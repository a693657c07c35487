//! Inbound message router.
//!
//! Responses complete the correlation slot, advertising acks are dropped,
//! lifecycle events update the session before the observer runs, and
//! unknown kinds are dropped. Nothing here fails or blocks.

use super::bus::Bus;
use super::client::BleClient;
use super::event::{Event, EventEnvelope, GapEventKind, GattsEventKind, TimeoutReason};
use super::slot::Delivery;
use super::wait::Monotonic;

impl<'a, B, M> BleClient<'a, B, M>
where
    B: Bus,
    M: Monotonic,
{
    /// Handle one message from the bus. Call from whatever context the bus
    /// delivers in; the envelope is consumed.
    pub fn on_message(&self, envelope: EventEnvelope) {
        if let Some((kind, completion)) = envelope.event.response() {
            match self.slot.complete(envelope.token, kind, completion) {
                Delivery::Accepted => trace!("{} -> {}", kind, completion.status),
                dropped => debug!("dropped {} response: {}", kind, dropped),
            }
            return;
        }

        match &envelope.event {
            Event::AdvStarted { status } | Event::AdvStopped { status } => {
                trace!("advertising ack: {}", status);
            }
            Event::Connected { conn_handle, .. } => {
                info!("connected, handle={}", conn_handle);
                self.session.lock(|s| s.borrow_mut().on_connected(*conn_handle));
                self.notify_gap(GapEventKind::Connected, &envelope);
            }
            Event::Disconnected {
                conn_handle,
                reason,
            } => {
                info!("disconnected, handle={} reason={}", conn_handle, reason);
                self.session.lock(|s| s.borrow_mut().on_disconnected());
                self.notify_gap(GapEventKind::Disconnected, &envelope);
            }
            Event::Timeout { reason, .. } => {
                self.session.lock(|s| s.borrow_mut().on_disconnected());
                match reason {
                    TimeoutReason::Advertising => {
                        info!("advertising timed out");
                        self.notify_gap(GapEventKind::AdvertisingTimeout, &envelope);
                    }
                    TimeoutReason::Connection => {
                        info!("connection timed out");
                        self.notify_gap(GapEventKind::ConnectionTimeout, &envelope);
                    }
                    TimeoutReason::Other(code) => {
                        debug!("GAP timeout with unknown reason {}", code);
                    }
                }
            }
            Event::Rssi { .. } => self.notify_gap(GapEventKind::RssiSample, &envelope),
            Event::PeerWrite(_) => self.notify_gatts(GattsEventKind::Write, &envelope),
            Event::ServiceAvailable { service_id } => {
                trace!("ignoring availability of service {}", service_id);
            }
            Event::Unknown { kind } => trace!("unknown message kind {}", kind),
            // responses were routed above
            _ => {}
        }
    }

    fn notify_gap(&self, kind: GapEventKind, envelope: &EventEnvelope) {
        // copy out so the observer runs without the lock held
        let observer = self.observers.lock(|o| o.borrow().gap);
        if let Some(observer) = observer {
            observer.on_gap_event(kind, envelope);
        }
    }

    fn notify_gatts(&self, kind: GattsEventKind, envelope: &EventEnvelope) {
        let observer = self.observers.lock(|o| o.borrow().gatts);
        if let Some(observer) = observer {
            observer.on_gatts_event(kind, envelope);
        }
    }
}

----------------

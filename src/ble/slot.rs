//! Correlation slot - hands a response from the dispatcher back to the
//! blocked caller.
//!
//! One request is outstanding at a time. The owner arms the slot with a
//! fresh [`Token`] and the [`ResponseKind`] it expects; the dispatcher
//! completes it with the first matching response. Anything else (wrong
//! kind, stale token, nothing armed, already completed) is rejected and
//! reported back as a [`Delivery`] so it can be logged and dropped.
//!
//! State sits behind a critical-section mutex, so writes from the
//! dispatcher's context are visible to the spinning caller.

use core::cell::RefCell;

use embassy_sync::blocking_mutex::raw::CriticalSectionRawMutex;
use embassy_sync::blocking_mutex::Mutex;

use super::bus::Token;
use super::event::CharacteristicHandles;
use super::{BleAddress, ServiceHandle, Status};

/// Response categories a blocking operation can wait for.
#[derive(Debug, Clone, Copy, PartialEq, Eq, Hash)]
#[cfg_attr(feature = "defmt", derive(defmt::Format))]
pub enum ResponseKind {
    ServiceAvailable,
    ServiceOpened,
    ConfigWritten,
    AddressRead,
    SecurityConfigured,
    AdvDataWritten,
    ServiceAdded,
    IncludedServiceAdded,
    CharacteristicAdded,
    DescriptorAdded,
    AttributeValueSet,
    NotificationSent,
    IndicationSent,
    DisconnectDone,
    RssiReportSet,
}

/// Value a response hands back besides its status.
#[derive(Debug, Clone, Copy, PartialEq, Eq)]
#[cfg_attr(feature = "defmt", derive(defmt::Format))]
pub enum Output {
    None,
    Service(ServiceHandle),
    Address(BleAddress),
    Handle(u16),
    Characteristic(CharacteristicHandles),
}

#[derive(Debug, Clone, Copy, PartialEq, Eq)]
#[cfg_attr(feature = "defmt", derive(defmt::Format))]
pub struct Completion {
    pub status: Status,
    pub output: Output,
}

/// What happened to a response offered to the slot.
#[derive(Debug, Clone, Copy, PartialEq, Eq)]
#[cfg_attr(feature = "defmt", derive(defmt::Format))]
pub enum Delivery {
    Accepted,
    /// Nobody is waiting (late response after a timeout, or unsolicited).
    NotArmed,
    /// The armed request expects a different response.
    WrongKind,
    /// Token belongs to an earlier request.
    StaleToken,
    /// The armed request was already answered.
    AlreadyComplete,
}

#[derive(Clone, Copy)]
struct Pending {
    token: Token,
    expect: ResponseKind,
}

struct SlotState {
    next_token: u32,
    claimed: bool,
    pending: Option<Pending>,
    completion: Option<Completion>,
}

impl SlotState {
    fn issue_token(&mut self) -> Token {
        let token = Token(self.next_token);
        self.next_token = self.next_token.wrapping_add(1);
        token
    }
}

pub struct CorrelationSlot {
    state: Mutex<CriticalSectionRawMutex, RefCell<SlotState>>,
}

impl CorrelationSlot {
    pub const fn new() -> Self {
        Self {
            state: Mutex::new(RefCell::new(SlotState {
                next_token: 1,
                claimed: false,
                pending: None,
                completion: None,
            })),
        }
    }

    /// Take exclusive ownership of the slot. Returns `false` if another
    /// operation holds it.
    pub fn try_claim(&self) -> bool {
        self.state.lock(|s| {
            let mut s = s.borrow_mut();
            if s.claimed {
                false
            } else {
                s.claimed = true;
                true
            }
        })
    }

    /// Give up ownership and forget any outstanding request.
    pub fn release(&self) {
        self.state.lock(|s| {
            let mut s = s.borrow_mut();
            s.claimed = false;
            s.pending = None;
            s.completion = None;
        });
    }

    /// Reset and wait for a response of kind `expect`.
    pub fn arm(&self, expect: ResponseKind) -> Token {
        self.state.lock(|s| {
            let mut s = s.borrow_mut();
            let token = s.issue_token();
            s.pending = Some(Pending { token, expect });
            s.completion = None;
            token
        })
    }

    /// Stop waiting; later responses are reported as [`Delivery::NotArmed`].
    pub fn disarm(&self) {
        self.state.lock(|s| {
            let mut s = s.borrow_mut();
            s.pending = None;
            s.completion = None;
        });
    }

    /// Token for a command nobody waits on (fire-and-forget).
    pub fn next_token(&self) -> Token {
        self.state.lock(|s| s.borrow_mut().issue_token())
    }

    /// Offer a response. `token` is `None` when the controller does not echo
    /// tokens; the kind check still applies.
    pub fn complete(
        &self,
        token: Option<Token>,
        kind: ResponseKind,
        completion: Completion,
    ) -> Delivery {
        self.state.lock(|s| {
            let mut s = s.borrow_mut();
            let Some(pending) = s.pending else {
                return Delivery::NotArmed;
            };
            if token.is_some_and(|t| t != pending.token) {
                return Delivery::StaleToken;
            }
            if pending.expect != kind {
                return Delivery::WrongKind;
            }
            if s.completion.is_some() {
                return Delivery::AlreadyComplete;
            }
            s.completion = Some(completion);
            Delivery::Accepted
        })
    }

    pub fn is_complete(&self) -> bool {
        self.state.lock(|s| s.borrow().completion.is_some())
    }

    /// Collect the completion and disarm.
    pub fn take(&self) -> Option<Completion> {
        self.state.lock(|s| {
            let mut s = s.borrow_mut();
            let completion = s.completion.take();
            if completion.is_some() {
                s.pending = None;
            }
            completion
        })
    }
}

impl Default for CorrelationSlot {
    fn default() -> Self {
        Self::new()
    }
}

----------------

A line belongs in the answer if it contains the word "impl"; copy every such line from the data above.

impl<'a, B, M> BleClient<'a, B, M>
impl SlotState {
impl CorrelationSlot {
impl Default for CorrelationSlot {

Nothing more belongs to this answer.